Saved entries

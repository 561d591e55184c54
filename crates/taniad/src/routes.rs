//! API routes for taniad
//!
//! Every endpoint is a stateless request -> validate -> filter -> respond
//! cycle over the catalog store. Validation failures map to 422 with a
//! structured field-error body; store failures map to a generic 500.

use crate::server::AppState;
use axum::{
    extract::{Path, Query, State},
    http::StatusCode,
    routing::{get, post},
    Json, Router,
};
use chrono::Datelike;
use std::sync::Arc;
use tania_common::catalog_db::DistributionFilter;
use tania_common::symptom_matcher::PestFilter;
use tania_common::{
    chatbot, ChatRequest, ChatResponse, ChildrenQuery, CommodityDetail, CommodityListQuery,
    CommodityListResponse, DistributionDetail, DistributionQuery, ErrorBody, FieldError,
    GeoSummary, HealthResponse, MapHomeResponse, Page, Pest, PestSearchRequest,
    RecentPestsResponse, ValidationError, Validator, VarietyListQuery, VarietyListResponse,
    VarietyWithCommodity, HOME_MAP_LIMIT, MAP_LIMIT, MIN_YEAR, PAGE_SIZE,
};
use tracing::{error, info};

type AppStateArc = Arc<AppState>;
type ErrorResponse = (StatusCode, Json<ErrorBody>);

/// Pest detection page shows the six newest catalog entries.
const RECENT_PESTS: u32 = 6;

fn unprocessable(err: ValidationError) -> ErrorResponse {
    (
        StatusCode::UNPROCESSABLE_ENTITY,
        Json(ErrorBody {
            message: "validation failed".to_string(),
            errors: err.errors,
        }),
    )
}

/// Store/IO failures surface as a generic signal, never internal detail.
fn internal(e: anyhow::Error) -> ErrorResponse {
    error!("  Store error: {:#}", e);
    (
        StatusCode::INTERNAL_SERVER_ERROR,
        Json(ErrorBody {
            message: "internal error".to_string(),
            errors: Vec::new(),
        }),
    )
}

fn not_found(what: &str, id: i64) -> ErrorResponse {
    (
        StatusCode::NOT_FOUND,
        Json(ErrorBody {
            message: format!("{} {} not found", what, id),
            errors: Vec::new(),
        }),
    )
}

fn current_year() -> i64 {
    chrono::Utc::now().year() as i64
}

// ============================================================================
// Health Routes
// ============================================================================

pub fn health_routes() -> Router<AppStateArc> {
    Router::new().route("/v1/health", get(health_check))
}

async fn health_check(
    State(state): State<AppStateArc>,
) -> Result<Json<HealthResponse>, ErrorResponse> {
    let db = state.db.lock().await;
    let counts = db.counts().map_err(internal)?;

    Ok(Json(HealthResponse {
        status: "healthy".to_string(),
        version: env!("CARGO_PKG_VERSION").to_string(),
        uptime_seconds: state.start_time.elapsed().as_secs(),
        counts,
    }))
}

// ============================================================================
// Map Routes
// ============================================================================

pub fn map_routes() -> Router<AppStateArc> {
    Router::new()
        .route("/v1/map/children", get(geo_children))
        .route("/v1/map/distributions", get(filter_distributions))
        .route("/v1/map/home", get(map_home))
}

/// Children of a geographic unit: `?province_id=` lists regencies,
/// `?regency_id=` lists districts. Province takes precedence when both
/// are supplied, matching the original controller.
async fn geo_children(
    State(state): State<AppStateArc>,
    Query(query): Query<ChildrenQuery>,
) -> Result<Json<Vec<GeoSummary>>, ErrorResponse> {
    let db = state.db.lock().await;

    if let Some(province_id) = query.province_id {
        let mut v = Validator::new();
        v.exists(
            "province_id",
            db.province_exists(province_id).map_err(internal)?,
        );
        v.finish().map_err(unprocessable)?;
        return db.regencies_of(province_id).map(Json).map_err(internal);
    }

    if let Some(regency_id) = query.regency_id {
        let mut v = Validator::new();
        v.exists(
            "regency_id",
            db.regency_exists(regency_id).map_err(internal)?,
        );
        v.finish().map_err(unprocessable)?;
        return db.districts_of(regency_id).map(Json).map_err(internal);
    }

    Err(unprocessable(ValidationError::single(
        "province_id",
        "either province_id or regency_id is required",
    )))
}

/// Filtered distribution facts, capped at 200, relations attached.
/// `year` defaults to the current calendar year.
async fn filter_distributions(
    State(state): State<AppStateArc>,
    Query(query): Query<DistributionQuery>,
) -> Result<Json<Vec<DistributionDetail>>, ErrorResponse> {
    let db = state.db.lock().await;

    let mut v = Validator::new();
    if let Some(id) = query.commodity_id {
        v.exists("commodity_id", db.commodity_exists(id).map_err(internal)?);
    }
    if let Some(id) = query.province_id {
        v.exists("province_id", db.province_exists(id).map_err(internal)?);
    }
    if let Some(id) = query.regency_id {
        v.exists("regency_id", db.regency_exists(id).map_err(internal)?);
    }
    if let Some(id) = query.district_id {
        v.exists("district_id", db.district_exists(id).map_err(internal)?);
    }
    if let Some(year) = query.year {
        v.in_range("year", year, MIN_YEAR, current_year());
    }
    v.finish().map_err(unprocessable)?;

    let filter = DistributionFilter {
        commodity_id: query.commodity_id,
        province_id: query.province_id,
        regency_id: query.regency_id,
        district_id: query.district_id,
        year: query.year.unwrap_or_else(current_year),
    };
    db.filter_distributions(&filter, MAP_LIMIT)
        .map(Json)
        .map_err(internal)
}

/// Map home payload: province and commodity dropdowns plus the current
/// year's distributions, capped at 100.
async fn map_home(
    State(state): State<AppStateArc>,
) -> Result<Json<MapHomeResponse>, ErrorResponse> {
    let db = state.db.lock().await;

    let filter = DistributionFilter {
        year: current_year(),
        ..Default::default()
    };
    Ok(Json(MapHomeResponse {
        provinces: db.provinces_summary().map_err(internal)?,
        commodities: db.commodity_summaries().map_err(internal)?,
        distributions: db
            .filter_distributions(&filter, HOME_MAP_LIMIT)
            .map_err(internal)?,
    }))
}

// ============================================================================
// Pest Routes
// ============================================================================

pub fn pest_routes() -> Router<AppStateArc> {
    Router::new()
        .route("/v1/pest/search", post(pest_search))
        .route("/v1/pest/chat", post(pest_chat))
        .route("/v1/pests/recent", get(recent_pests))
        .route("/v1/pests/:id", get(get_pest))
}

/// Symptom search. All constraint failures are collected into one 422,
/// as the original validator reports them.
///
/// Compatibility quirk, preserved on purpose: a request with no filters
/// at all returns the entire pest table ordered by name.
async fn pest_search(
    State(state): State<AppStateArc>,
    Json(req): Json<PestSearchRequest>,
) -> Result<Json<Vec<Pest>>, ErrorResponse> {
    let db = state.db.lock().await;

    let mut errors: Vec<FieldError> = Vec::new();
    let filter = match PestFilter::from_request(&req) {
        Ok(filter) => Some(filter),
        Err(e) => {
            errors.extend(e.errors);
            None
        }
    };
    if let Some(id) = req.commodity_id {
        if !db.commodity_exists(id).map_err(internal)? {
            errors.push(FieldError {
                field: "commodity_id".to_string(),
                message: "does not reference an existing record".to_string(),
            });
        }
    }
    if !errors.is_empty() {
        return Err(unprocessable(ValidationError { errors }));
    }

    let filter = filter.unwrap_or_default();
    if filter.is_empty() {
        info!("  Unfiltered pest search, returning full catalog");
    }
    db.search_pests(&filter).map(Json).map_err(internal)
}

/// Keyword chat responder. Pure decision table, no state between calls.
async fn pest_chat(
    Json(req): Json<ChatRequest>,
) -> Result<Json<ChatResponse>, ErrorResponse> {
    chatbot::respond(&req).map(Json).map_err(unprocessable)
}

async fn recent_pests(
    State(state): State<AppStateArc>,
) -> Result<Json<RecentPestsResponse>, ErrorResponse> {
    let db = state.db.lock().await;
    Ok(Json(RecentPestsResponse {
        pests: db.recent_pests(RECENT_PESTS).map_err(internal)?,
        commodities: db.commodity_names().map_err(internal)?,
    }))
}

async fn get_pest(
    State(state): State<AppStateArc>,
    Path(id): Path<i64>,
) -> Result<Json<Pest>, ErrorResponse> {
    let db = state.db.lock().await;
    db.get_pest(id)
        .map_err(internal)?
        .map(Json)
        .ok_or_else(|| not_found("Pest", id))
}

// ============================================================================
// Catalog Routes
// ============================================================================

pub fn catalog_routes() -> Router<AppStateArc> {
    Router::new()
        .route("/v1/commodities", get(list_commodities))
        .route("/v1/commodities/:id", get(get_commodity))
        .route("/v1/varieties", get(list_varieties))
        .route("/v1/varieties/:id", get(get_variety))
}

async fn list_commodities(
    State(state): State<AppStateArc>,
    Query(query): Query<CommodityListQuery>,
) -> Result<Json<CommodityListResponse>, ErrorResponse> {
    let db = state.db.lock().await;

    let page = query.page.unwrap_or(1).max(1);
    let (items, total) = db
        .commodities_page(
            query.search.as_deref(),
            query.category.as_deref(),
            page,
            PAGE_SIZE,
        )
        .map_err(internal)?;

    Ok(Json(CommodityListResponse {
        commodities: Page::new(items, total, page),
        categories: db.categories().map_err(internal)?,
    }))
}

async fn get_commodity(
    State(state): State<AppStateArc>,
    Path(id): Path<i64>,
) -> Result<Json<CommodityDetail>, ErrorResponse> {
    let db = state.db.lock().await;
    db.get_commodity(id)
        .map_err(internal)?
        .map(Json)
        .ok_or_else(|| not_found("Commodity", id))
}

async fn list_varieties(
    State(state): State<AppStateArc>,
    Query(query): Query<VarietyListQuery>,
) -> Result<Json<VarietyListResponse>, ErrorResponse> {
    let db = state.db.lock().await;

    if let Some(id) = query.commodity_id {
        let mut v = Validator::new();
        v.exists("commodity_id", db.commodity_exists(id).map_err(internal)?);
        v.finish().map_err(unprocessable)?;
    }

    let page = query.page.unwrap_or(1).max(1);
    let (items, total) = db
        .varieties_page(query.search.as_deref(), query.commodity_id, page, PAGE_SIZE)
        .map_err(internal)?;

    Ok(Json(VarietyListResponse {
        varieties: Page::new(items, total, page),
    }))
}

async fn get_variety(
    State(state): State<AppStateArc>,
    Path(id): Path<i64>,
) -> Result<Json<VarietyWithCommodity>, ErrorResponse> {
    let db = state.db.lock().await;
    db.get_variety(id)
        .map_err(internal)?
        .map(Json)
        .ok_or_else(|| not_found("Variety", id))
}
* * *
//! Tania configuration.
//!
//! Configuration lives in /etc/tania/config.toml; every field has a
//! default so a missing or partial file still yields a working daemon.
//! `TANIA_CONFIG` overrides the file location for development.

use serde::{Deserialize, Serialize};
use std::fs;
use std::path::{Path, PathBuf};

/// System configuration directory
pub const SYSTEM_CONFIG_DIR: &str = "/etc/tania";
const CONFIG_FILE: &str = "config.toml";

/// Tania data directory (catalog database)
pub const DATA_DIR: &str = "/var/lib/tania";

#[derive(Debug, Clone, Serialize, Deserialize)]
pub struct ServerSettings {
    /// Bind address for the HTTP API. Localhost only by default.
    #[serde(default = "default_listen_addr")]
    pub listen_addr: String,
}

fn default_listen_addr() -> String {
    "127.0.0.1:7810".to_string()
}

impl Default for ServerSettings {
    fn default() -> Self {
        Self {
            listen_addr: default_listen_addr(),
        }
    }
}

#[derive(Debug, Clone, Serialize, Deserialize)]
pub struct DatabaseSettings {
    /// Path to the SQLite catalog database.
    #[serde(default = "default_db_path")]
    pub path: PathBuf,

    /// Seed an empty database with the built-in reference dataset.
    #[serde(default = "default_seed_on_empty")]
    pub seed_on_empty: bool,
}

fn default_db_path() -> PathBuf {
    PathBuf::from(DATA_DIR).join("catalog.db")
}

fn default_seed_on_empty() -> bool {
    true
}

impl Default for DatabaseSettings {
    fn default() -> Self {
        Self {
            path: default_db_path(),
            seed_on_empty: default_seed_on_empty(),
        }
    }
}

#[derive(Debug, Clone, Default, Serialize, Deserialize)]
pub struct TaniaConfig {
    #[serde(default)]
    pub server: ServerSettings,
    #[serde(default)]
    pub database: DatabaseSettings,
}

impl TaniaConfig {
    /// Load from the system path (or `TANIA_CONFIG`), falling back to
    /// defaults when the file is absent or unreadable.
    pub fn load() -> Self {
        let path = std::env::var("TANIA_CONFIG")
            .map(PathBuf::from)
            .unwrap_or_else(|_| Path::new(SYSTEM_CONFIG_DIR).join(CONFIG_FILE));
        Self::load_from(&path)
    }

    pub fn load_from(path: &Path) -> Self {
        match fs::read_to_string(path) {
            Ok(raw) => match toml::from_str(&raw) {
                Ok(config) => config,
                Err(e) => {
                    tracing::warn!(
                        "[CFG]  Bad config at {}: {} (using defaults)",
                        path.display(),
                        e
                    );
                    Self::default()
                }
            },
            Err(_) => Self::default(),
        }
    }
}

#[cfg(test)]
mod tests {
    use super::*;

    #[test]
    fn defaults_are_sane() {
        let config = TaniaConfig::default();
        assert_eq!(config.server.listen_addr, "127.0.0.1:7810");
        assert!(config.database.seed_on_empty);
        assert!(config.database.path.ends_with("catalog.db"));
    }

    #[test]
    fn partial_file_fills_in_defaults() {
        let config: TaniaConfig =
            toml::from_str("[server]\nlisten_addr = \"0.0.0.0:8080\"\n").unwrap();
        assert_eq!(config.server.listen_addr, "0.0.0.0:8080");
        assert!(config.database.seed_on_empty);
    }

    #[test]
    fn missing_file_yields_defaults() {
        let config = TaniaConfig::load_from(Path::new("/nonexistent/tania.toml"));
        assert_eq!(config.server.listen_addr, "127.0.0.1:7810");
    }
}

### What to produce:
Each line above from the one with "repository 561d591e55184c54" up to and including the one with "newest catalog entries." must be set down exactly, and no line outside that span may appear.

### Exercise solution:
repository 561d591e55184c54
filename crates/taniad/src/routes.rs
//! API routes for taniad
//!
//! Every endpoint is a stateless request -> validate -> filter -> respond
//! cycle over the catalog store. Validation failures map to 422 with a
//! structured field-error body; store failures map to a generic 500.

use crate::server::AppState;
use axum::{
    extract::{Path, Query, State},
    http::StatusCode,
    routing::{get, post},
    Json, Router,
};
use chrono::Datelike;
use std::sync::Arc;
use tania_common::catalog_db::DistributionFilter;
use tania_common::symptom_matcher::PestFilter;
use tania_common::{
    chatbot, ChatRequest, ChatResponse, ChildrenQuery, CommodityDetail, CommodityListQuery,
    CommodityListResponse, DistributionDetail, DistributionQuery, ErrorBody, FieldError,
    GeoSummary, HealthResponse, MapHomeResponse, Page, Pest, PestSearchRequest,
    RecentPestsResponse, ValidationError, Validator, VarietyListQuery, VarietyListResponse,
    VarietyWithCommodity, HOME_MAP_LIMIT, MAP_LIMIT, MIN_YEAR, PAGE_SIZE,
};
use tracing::{error, info};

type AppStateArc = Arc<AppState>;
type ErrorResponse = (StatusCode, Json<ErrorBody>);

/// Pest detection page shows the six newest catalog entries.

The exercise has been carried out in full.